▸ **Exercise brief**: Review the listing and copy each line that holds the word "private".

**** Raw data ****

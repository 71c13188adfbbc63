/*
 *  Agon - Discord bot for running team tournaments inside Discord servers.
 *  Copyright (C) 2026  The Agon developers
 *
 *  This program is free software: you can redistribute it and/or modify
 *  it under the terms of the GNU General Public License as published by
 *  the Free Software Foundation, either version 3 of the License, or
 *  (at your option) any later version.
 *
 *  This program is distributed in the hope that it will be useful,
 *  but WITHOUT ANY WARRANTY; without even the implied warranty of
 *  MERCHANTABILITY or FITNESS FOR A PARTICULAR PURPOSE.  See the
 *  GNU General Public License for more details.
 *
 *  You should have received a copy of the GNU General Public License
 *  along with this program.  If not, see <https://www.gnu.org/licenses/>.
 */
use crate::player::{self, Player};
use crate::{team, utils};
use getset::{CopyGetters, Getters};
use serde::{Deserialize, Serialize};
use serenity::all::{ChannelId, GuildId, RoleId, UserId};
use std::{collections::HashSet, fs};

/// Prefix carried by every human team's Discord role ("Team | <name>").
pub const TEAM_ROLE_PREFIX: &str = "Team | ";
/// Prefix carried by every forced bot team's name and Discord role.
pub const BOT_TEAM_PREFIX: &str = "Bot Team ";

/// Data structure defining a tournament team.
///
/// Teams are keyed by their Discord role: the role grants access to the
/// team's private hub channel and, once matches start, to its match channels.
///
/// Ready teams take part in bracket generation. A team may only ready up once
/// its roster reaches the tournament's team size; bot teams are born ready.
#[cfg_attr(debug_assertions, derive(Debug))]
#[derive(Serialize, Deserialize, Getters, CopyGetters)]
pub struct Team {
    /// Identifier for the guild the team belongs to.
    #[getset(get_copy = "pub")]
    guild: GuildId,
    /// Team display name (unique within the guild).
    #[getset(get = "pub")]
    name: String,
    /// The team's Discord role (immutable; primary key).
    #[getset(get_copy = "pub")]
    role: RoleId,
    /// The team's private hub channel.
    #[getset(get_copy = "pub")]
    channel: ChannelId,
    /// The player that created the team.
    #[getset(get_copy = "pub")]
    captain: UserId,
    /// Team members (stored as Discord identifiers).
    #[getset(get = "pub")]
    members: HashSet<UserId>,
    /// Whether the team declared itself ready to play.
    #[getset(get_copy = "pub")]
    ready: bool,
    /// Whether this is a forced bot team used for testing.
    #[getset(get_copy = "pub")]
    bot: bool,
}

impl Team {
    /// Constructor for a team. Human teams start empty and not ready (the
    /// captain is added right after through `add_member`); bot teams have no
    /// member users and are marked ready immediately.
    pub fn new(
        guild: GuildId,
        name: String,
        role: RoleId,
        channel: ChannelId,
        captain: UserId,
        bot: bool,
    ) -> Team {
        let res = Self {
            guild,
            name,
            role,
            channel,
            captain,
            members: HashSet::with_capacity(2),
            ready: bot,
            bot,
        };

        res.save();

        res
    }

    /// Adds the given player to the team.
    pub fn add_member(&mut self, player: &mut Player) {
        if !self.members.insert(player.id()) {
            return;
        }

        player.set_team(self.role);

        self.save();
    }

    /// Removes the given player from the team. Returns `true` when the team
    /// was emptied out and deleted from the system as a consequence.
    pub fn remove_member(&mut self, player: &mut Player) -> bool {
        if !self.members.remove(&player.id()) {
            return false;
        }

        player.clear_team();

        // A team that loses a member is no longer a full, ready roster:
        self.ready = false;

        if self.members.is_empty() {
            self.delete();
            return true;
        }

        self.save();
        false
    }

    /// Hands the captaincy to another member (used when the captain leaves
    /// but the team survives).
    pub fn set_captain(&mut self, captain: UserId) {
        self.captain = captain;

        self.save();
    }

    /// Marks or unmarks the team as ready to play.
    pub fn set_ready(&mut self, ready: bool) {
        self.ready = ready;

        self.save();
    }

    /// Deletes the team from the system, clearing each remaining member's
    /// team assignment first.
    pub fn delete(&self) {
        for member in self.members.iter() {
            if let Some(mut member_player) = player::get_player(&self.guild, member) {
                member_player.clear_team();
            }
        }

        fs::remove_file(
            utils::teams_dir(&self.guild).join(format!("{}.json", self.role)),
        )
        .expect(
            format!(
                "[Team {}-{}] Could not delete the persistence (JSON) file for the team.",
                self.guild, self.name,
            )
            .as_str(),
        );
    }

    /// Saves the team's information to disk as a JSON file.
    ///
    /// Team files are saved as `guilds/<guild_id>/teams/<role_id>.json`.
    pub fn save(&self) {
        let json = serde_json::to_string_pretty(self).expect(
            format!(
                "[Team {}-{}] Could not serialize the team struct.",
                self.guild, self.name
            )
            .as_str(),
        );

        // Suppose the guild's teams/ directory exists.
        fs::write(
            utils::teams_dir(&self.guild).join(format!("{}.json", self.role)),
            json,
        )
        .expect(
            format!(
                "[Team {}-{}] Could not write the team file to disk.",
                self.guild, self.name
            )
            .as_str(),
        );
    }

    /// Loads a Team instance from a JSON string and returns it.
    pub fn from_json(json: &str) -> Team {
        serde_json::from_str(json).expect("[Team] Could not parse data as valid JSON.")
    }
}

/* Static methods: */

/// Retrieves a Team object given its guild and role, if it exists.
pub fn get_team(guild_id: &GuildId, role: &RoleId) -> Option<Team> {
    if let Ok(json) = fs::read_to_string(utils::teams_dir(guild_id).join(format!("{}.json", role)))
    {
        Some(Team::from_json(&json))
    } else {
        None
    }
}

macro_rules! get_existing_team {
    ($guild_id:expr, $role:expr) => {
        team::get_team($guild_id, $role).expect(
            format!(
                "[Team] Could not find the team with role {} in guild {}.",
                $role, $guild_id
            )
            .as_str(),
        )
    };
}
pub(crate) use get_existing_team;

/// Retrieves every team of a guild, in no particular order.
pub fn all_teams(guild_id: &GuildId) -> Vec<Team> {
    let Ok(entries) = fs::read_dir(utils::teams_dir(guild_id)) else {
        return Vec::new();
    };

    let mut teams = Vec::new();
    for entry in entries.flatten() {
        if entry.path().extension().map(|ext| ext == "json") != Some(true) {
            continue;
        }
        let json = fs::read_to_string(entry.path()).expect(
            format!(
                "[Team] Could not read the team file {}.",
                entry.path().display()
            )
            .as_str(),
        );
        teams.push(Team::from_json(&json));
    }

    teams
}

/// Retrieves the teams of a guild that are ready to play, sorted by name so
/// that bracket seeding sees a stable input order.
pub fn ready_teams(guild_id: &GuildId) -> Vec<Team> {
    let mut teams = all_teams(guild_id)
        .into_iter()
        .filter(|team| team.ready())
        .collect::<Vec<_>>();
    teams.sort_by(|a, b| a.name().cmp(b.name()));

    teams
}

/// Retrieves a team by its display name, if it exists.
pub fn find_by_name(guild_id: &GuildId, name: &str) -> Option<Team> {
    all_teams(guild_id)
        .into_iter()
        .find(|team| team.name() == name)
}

****

▸ **Solution to the problem**:
/// team's private hub channel and, once matches start, to its match channels.
    /// The team's private hub channel.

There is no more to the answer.